EPUB Parser

EPUB Parser gem parses EPUB 3 book loosely.

Installation

gem install epub-parser

Usage

As command-line tools

epubinfo

epubinfo tool extracts and shows the metadata of specified EPUB book.

See Epubinfo.

epub-open

epub-open tool provides interactive shell(IRB) which helps you research about EPUB book.

See EpubOpen.

As a library

Use EPUB::Parser.parse at first:

require 'epub/parser'

book = EPUB::Parser.parse('/path/to/book.epub')

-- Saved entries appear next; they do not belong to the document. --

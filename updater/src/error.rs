use thiserror::Error;

/// Every variant ends the run. Nothing is retried.
#[derive(Debug, Error)]
pub enum UpdateError {
    #[error("configuration error: {0}")]
    Configuration(String),

    #[error("authentication failed: {0}")]
    Authentication(#[source] ytmusic::Error),

    /// Displays the full cause chain and has no separate source.
    #[error("failed to fetch listening history: {0:#}")]
    Fetch(anyhow::Error),

    #[error("failed to write snapshot: {0:#}")]
    Write(anyhow::Error),
}

impl UpdateError {
    pub fn phase(&self) -> &'static str {
        match self {
            UpdateError::Configuration(_) => "configuration",
            UpdateError::Authentication(_) => "authentication",
            UpdateError::Fetch(_) => "fetch",
            UpdateError::Write(_) => "write",
        }
    }

    pub fn remediation(&self) -> Option<&'static str> {
        match self {
            UpdateError::Authentication(ytmusic::Error::MissingCredentials(_)) => {
                Some("run ytm-setup to create the credential file, then re-run the update")
            }
            UpdateError::Authentication(
                ytmusic::Error::InvalidGrant(_)
                | ytmusic::Error::TokenExpired
                | ytmusic::Error::Unauthorized,
            ) => Some(
                "the OAuth token might be expired or revoked; remove the credential file and run ytm-setup again",
            ),
            UpdateError::Authentication(_) => Some(
                "check the credential file and the OAuth client settings, or re-run ytm-setup --force",
            ),
            UpdateError::Fetch(e)
                if e.downcast_ref::<ytmusic::Error>()
                    .is_some_and(ytmusic::Error::is_auth) =>
            {
                Some("authentication might have failed; check the credential file and the OAuth client settings")
            }
            _ => None,
        }
    }
}
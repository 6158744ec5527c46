use chrono::{DateTime, NaiveDate, Utc};
use serde::{Deserialize, Serialize};
use sqlx::FromRow;

use crate::{Diagnostics, TopArtist, TopTrack};

pub const SERVICE_ID: &str = "youtubemusic";

/// One `user_streaming_data` row as written by an update. Field names match
/// the table columns so the row serializes directly for the REST endpoint.
#[derive(Debug, Clone, PartialEq, Serialize, Deserialize)]
pub struct SnapshotRow {
    pub user_id: String,
    pub service_id: String,
    pub snapshot_date: NaiveDate,
    pub last_updated: DateTime<Utc>,
    pub top_artists: Vec<TopArtist>,
    pub top_tracks: Vec<TopTrack>,
    pub raw_data: Diagnostics,
}

impl SnapshotRow {
    pub fn new(
        user_id: &str,
        now: DateTime<Utc>,
        top_artists: Vec<TopArtist>,
        top_tracks: Vec<TopTrack>,
        history_fetched_count: usize,
    ) -> Self {
        let raw_data = Diagnostics {
            history_fetched_count,
            calculated_artists_count: top_artists.len(),
            calculated_tracks_count: top_tracks.len(),
        };

        SnapshotRow {
            user_id: user_id.to_string(),
            service_id: SERVICE_ID.to_string(),
            snapshot_date: now.date_naive(),
            last_updated: now,
            top_artists,
            top_tracks,
            raw_data,
        }
    }
}

#[derive(Debug, Clone, FromRow)]
pub struct StoredSnapshot {
    pub user_id: String,
    pub service_id: String,
    pub snapshot_date: NaiveDate,
    pub last_updated: DateTime<Utc>,
    pub top_artists: serde_json::Value,
    pub top_tracks: serde_json::Value,
    pub top_genres: Option<serde_json::Value>,
    pub raw_data: serde_json::Value,
}

impl StoredSnapshot {
    pub fn artists(&self) -> serde_json::Result<Vec<TopArtist>> {
        serde_json::from_value(self.top_artists.clone())
    }

    pub fn tracks(&self) -> serde_json::Result<Vec<TopTrack>> {
        serde_json::from_value(self.top_tracks.clone())
    }

    pub fn diagnostics(&self) -> Option<Diagnostics> {
        serde_json::from_value(self.raw_data.clone()).ok()
    }
}
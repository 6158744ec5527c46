use clap::Parser;
use std::process::ExitCode;
use ytm_updater::{Config, RankingTier};

#[derive(Parser)]
#[command(name = "ytm-updater")]
#[command(about = "Update a user's daily YouTube Music top tracks and artists snapshot", long_about = None)]
struct Cli {
    /// Store user id to update
    #[arg(value_name = "USER_ID")]
    user_id: String,

    /// Premium user: keep the top 5 tracks and artists instead of the top 3
    #[arg(long)]
    premium: bool,
}

#[tokio::main(flavor = "current_thread")]
async fn main() -> ExitCode {
    dotenvy::dotenv().ok();
    ytm_updater::init_tracing();

    let cli = Cli::parse();
    let tier = RankingTier::from_premium(cli.premium);

    let result = match Config::from_env() {
        Ok(config) => ytm_updater::run(&config, &cli.user_id, tier).await,
        Err(e) => Err(e),
    };

    match result {
        Ok(summary) => {
            tracing::info!(
                "successfully updated snapshot for user {} on {} ({} history items, {} tracks, {} artists)",
                cli.user_id,
                summary.snapshot_date,
                summary.history_fetched_count,
                summary.calculated_tracks_count,
                summary.calculated_artists_count
            );
            ExitCode::SUCCESS
        }
        Err(e) => {
            tracing::error!("update failed during {}: {}", e.phase(), e);
            if let Some(hint) = e.remediation() {
                tracing::warn!("{}", hint);
            }
            ExitCode::FAILURE
        }
    }
}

This book object can yield page by spine's order(spine defines the order to read that the author determines):

book.each_page_on_spine do |page|
  # do something...
end

page above is an EPUB::Publication::Package::Manifest::Item object and you can call #href to see where is the page file:

book.each_page_on_spine do |page|
  file = page.href # => path/to/page/in/zip/archive
  html = Zip::Archive.open('/path/to/book.epub') {|zip|
    zip.fopen(file.to_s) {|file| file.read}
  }
end

And Item provides syntax suger #read for above:

html = page.read
doc = Nokogiri.HTML(html)
# do something with Nokogiri as always

For several utilities of Item, see Item page.

By the way, although book above is a EPUB::Book object, all features are provided by EPUB::Book::Features module. Therefore YourBook class can include the features of EPUB::Book::Features:

require 'epub'

class YourBook < ActiveRecord::Base
    include EPUB::Book::Features
end

book = EPUB::Parser.parse(
  'uploaded-book.epub',
  :class => YourBook # *************** pass YourBook class
)
book.instance_of? YourBook # => true
book.required = 'value for required field'
book.save!
book.each_page_on_spine do |epage|
  page = YouBookPage.create(
    :some_attr    => 'some attr',
    :content      => epage.read,
    :another_attr => 'another attr'
  )
  book.pages << page
end

You are also able to find YourBook object for the first:

book = YourBook.find params[:id]
ret = EPUB::Parser.parse(
  'uploaded-book.epub',
  :book => book # ******************* pass your book instance
) # => book
ret == book # => true; this API is not good I feel... Welcome suggestion!
# do something with your book

Switching ZIP library

EPUB Parser uses Archive::Zip, a pure Ruby ZIP library, by default. You can use Zip/Ruby, a Ruby bindings for libzip if you have already installed Zip/Ruby gem by RubyGems or Bundler.

Globally:

EPUB::OCF::PhysicalContainer.adapter = :Zipruby
book = EPUB::Parser.parse("path/to/book.epub")

For each EPUB book:

book = EPUB::Parser.parse("path/to/book.epub", container_adapter: :Zipruby)

Documentation

More documentations are avaiable in:

If you installed EPUB Parser via gem command, you can also generate documentaiton by your own(rubygems-yardoc gem is needed):

$ gem install epub-parser
$ gem yardoc epub-parser
...
Files:          33
Modules:        20 (   20 undocumented)
Classes:        45 (   44 undocumented)
Constants:      31 (   31 undocumented)
Methods:       292 (   88 undocumented)
52.84% documented
YARD documentation is generated to:
/path/to/gempath/ruby/2.2.0/doc/epub-parser-0.2.0/yardoc

It will show you path to generated documentation(/path/to/gempath/ruby/2.2.0/doc/epub-parser-0.2.0/yardoc here) at the end.

Or, generating yardoc command is possible, too:

$ git clone https://gitlab.com/KitaitiMakoto/epub-parser.git
$ cd epub-parser
$ bundle install --path=deps
$ bundle exec rake doc:yard
...
Files:          33
Modules:        20 (   20 undocumented)
Classes:        45 (   44 undocumented)
Constants:      31 (   31 undocumented)
Methods:       292 (   88 undocumented)
52.84% documented

Then documentation will be available in doc directory.

Requirements

  • Ruby 2.2.0 or later
  • patch command to install Nokogiri
  • C compiler to compile Zip/Ruby and Nokogiri

History

See CHANGELOG.

Note

This library is still in work. Only a few features are implemented and APIs might be changed in the future. Note that.

Currently implemented:

License

This library is distributed under the term of the MIT Licence. See MIT-LICENSE file for more info.